New chemical boosts biodegradable plastic research
SAN FRANCISCO (PNA/Xinhua) – Researchers with Stanford university and Research Labs at International Business Machine Corporation (IBM) have developed new chemical approaches to generating biodegradable plastics efficiently and inexpensively.
As creating biodegradable polyesters requires the assistance of a catalyst, namely a special class of chemical that increases the rate of a reaction or pushes it over an energetic hurdle, the standard catalysts used are metal-based, which are difficult or expensive to remove from the final material, and do not degrade in the environment.
In their study, published in the current issue of Nature Chemistry, the research group headed by Robert Waymouth of Stanford and James Hedrick of IBM Research presents an alternative catalyst that is both fast and selective, exceling at accelerating and facilitating reactions and that it does not alter the resulting polymer’s shape or properties once it is formed.
The catalyst is crafted by reacting common chemical ingredients – thiourea with a metal alkoxide.
“While many catalysts are either fast or selective, these catalysts are both,”Waymouth was quoted as saying by a news release from Stanford. “They are simple to prepare, easy to use and can be readily adopted by anyone with a basic knowledge of chemistry.”
In addition to lowering the cost and environmental impact, the new catalyst design is highly tunable, said Waymouth, a professor in chemistry at Stanford. The work can produce polylactic acid, a commercial compostable biodegradable polyester utilized in disposable plasticware, such as tableware, cups, plates, and forks. It has medical applications for resorbable sutures, implants and stents, as well as biomedical implants and drugdelivery materials.

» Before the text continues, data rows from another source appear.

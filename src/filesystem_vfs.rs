use std::fs::{File, OpenOptions};
use std::io::*;
use std::path::{Path, PathBuf};

use crate::*;

/// A VFS which is backed by a given root directory.
///
/// This handles the rather tricky path cases around Windows and Linux differences, and makes it so that you can and
/// should use keys like `cache/pc/objects.toc` or `/cache/pc/objects.toc` (behavior with `\` is undefined).
/// Additionally, it makes a best effort to disallow a user to use relative paths to escape the root directory,
/// primarily as a measure to detect bugs.
#[derive(Debug)]
pub struct FilesystemVfs {
    root_path: PathBuf,
}

fn conv_path(path: impl AsRef<Path>) -> Result<relative_path::RelativePathBuf> {
    relative_path::RelativePathBuf::from_path(path)
        .map_err(|_| Error::new(ErrorKind::Other, "Invalid path"))
}

impl FilesystemVfs {
    pub fn new(root_path: &Path) -> std::io::Result<FilesystemVfs> {
        Ok(FilesystemVfs {
            root_path: root_path.to_path_buf(),
        })
    }

    /// Resolve a key to a path under the root, so that this can be reused for normal file access at the same time.
    pub fn resolve(&self, key: &str) -> std::io::Result<PathBuf> {
        // On Windows, canonicalize is currently very broken when relative path segments appear in the middle of a
        // path, and stdlib doesn't help us out. Go via `RelativePathBuf` to clean it up.
        let absolute = conv_path(key.trim_start_matches('/'))?.to_logical_path(&self.root_path);
        if !absolute.starts_with(&self.root_path) {
            return Err(Error::new(
                ErrorKind::Other,
                "path is outside the vfs root directory",
            ));
        }
        Ok(absolute)
    }

    pub fn open_file(&self, key: &str) -> std::io::Result<File> {
        File::open(self.resolve(key)?)
    }

    fn open_for_write(&self, key: &str) -> std::io::Result<File> {
        let absolute = self.resolve(key)?;
        if let Some(parent) = absolute.parent() {
            std::fs::create_dir_all(parent)?;
        }
        OpenOptions::new().write(true).create(true).open(absolute)
    }
}

impl Vfs for FilesystemVfs {
    fn file_size(&self, key: &str) -> std::io::Result<Option<u64>> {
        match std::fs::metadata(self.resolve(key)?) {
            Ok(meta) => Ok(Some(meta.len())),
            Err(e) if e.kind() == ErrorKind::NotFound => Ok(None),
            Err(e) => Err(e),
        }
    }

    fn read_at(&self, key: &str, offset: u64, len: usize) -> std::io::Result<Vec<u8>> {
        let mut file = self.open_file(key)?;
        file.seek(SeekFrom::Start(offset))?;
        let mut out = vec![0; len];
        file.read_exact(&mut out)?;
        Ok(out)
    }

    fn write_at(&self, key: &str, offset: u64, data: &[u8]) -> std::io::Result<()> {
        let mut file = self.open_for_write(key)?;
        file.seek(SeekFrom::Start(offset))?;
        file.write_all(data)?;
        file.flush()
    }

    fn replace(&self, key: &str, data: &[u8]) -> std::io::Result<()> {
        let absolute = self.resolve(key)?;
        if let Some(parent) = absolute.parent() {
            std::fs::create_dir_all(parent)?;
        }

        // Write next to the target and rename over it, so readers never see a half-written file.
        let mut staging = absolute.clone().into_os_string();
        staging.push(".tmp");
        let staging = PathBuf::from(staging);
        std::fs::write(&staging, data)?;
        std::fs::rename(&staging, &absolute)
    }
}
//! [LoosePackageLoaderMap] owns one [PackageLoader] per package, created on first use.
use std::sync::{Arc, Weak};

use dashmap::mapref::entry::Entry;
use dashmap::DashMap;

use crate::*;

/// Builds the loader for a package.  `source` is what the new loader should use to reach other packages.
pub trait PackageLoaderFactory: Send + Sync {
    fn create_package_loader(
        &self,
        package: &AssetPath,
        source: Weak<dyn PackageLoaderSource>,
    ) -> Option<Arc<dyn PackageLoader>>;
}

/// Creates [CachePackageLoader]s reading from one cache of a [CacheManager].
pub struct CachePackageLoaderFactory {
    manager: Arc<CacheManager>,
    cache_name: String,
    platform: Platform,
    config: LoaderConfig,
}

impl CachePackageLoaderFactory {
    pub fn new(
        manager: Arc<CacheManager>,
        cache_name: &str,
        platform: Platform,
        config: LoaderConfig,
    ) -> CachePackageLoaderFactory {
        CachePackageLoaderFactory {
            manager,
            cache_name: cache_name.to_string(),
            platform,
            config,
        }
    }
}

impl PackageLoaderFactory for CachePackageLoaderFactory {
    fn create_package_loader(
        &self,
        package: &AssetPath,
        source: Weak<dyn PackageLoaderSource>,
    ) -> Option<Arc<dyn PackageLoader>> {
        match CachePackageLoader::initialize(
            package.clone(),
            &self.manager,
            &self.cache_name,
            self.platform,
            self.config.clone(),
            Some(source),
        ) {
            Ok(loader) => Some(loader as Arc<dyn PackageLoader>),
            Err(e) => {
                log::error!(
                    "Could not create a loader for package \"{}\" from cache \"{}\": {}",
                    package,
                    self.cache_name,
                    e
                );
                None
            }
        }
    }
}

pub struct LoosePackageLoaderMap {
    loaders: DashMap<AssetPath, Arc<dyn PackageLoader>, ahash::RandomState>,
    factory: Box<dyn PackageLoaderFactory>,
    self_ref: Weak<LoosePackageLoaderMap>,
}

impl LoosePackageLoaderMap {
    pub fn new(factory: Box<dyn PackageLoaderFactory>) -> Arc<LoosePackageLoaderMap> {
        Arc::new_cyclic(|self_ref| LoosePackageLoaderMap {
            loaders: DashMap::with_hasher(Default::default()),
            factory,
            self_ref: self_ref.clone(),
        })
    }

    /// Get the loader of the package owning `path`, creating and preloading it on first use.
    ///
    /// Creation happens under the map's entry lock for that package, so racing callers all see the same loader.
    pub fn get_package_loader(&self, path: &AssetPath) -> Option<Arc<dyn PackageLoader>> {
        let package = path.package();
        if package.is_empty() {
            log::debug!("\"{}\" is not inside a package", path);
            return None;
        }

        if let Some(loader) = self.loaders.get(&package) {
            return Some(loader.value().clone());
        }

        match self.loaders.entry(package) {
            Entry::Occupied(e) => Some(e.get().clone()),
            Entry::Vacant(e) => {
                let source: Weak<dyn PackageLoaderSource> = self.self_ref.clone();
                let loader = self.factory.create_package_loader(e.key(), source)?;
                if !loader.begin_preload() {
                    log::warn!("Preload of package \"{}\" could not be started", e.key());
                }
                log::debug!("Registered loader for package \"{}\"", e.key());
                e.insert(loader.clone());
                Some(loader)
            }
        }
    }

    /// Tick every registered loader once.
    ///
    /// Loaders registered while this runs are picked up by the next call.
    pub fn tick_package_loaders(&self) {
        let loaders: Vec<Arc<dyn PackageLoader>> =
            self.loaders.iter().map(|l| l.value().clone()).collect();
        for loader in loaders {
            loader.tick();
        }
    }

    pub fn len(&self) -> usize {
        self.loaders.len()
    }

    pub fn is_empty(&self) -> bool {
        self.loaders.is_empty()
    }
}

impl PackageLoaderSource for LoosePackageLoaderMap {
    fn package_loader(&self, path: &AssetPath) -> Option<Arc<dyn PackageLoader>> {
        self.get_package_loader(path)
    }
}
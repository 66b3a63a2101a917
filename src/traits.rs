//! Storage collaborators.
//!
//! The [Vfs] trait gives synchronous, string-keyed access to files: sizes, ranged reads, ranged writes, and whole-file
//! replacement.  The cache uses it directly for everything that may block (statting the TOC, appending blobs, rewriting
//! the TOC), and hands the reads that must not block to an [AsyncIo].
//!
//! [AsyncIo] is the non-blocking read primitive: begin a read, get back an opaque [IoRequestId], then poll it until the
//! bytes are available.
use std::io::Error as IoError;

/// String-keyed file storage.
pub trait Vfs: Send + Sync + 'static {
    /// Size of the file at `key`, or `None` if there is no such file.
    fn file_size(&self, key: &str) -> Result<Option<u64>, IoError>;

    /// Read exactly `len` bytes starting at `offset`.
    fn read_at(&self, key: &str, offset: u64, len: usize) -> Result<Vec<u8>, IoError>;

    /// Write `data` at `offset`, creating the file if needed and growing it as necessary.
    fn write_at(&self, key: &str, offset: u64, data: &[u8]) -> Result<(), IoError>;

    /// Replace the entire contents of the file at `key`.
    fn replace(&self, key: &str, data: &[u8]) -> Result<(), IoError>;
}

/// Opaque handle to an outstanding [AsyncIo] read.
#[derive(Copy, Clone, Debug, PartialEq, Eq, Hash, PartialOrd, Ord)]
pub struct IoRequestId(u64);

impl IoRequestId {
    pub fn new(value: u64) -> IoRequestId {
        IoRequestId(value)
    }

    pub fn get(&self) -> u64 {
        self.0
    }
}

/// Non-blocking reads.
///
/// Every id returned from [AsyncIo::begin_read] must eventually be consumed by [AsyncIo::try_finish_read] returning
/// `Some` or by [AsyncIo::finish_read].  Polling an id which was never issued or was already consumed returns an error.
pub trait AsyncIo: Send + Sync + 'static {
    fn begin_read(&self, key: &str, offset: u64, len: usize) -> IoRequestId;

    /// `None` while the read is still in flight.
    fn try_finish_read(&self, id: IoRequestId) -> Option<Result<Vec<u8>, IoError>>;

    /// Block until the read completes.
    fn finish_read(&self, id: IoRequestId) -> Result<Vec<u8>, IoError> {
        loop {
            if let Some(result) = self.try_finish_read(id) {
                return result;
            }
            std::thread::yield_now();
        }
    }
}

pub(crate) fn unknown_io_request(id: IoRequestId) -> IoError {
    IoError::new(
        std::io::ErrorKind::InvalidInput,
        format!("unknown io request {}", id.get()),
    )
}
//! An in-memory [Vfs], for tools that build caches without touching disk and for tests.
use std::io::{Error, ErrorKind, Result};

use parking_lot::Mutex;

use crate::*;

type FileMap = std::collections::HashMap<String, Vec<u8>, ahash::RandomState>;

#[derive(Debug, Default)]
pub struct MemoryVfs {
    files: Mutex<FileMap>,
}

impl MemoryVfs {
    pub fn new() -> MemoryVfs {
        Default::default()
    }

    pub fn insert(&self, key: &str, contents: Vec<u8>) {
        self.files.lock().insert(key.to_string(), contents);
    }

    pub fn get(&self, key: &str) -> Option<Vec<u8>> {
        self.files.lock().get(key).cloned()
    }

    pub fn remove(&self, key: &str) -> Option<Vec<u8>> {
        self.files.lock().remove(key)
    }

    pub fn len(&self) -> usize {
        self.files.lock().len()
    }

    pub fn is_empty(&self) -> bool {
        self.files.lock().is_empty()
    }
}

impl Vfs for MemoryVfs {
    fn file_size(&self, key: &str) -> Result<Option<u64>> {
        Ok(self.files.lock().get(key).map(|f| f.len() as u64))
    }

    fn read_at(&self, key: &str, offset: u64, len: usize) -> Result<Vec<u8>> {
        let files = self.files.lock();
        let file = files
            .get(key)
            .ok_or_else(|| Error::new(ErrorKind::NotFound, format!("{} not found", key)))?;

        let start = usize::try_from(offset).unwrap_or(usize::MAX);
        match start.checked_add(len) {
            Some(end) if end <= file.len() => Ok(file[start..end].to_vec()),
            _ => Err(Error::new(
                ErrorKind::UnexpectedEof,
                format!("read of {} bytes at {} is past the end of {}", len, offset, key),
            )),
        }
    }

    fn write_at(&self, key: &str, offset: u64, data: &[u8]) -> Result<()> {
        let start = usize::try_from(offset)
            .map_err(|_| Error::new(ErrorKind::InvalidInput, "offset too large"))?;
        let mut files = self.files.lock();
        let file = files.entry(key.to_string()).or_default();
        if file.len() < start + data.len() {
            file.resize(start + data.len(), 0);
        }
        file[start..start + data.len()].copy_from_slice(data);
        Ok(())
    }

    fn replace(&self, key: &str, data: &[u8]) -> Result<()> {
        self.insert(key, data.to_vec());
        Ok(())
    }
}

#[cfg(test)]
mod tests {
    use super::*;

    #[test]
    fn test_memory_vfs() {
        let vfs = MemoryVfs::new();
        assert_eq!(vfs.file_size("a").unwrap(), None);
        assert_eq!(vfs.read_at("a", 0, 1).unwrap_err().kind(), ErrorKind::NotFound);

        vfs.write_at("a", 2, b"cd").unwrap();
        assert_eq!(vfs.get("a").unwrap(), b"\0\0cd");
        vfs.write_at("a", 0, b"ab").unwrap();
        assert_eq!(vfs.read_at("a", 1, 3).unwrap(), b"bcd");
        assert_eq!(
            vfs.read_at("a", 3, 2).unwrap_err().kind(),
            ErrorKind::UnexpectedEof
        );

        vfs.replace("a", b"z").unwrap();
        assert_eq!(vfs.file_size("a").unwrap(), Some(1));
        assert_eq!(vfs.remove("a").unwrap(), b"z");
        assert!(vfs.is_empty());
    }
}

Everyday items such as food packaging and non-woven fabrics are also a possibility.
The results, based on a decade of research, are just the first steps, the researchers said.
Because the technique is relatively simple and the catalysts are readily modified, these advances could lead to new and broadly useful class of catalysts – and likewise, new and useful biodegradable plastics. “Our catalyst design is simple and general and could prove useful not only for polymerization but for a wide range of organic reactions,” said Xiangyi Zhang, the Stanford graduate student who conducted the experimental work.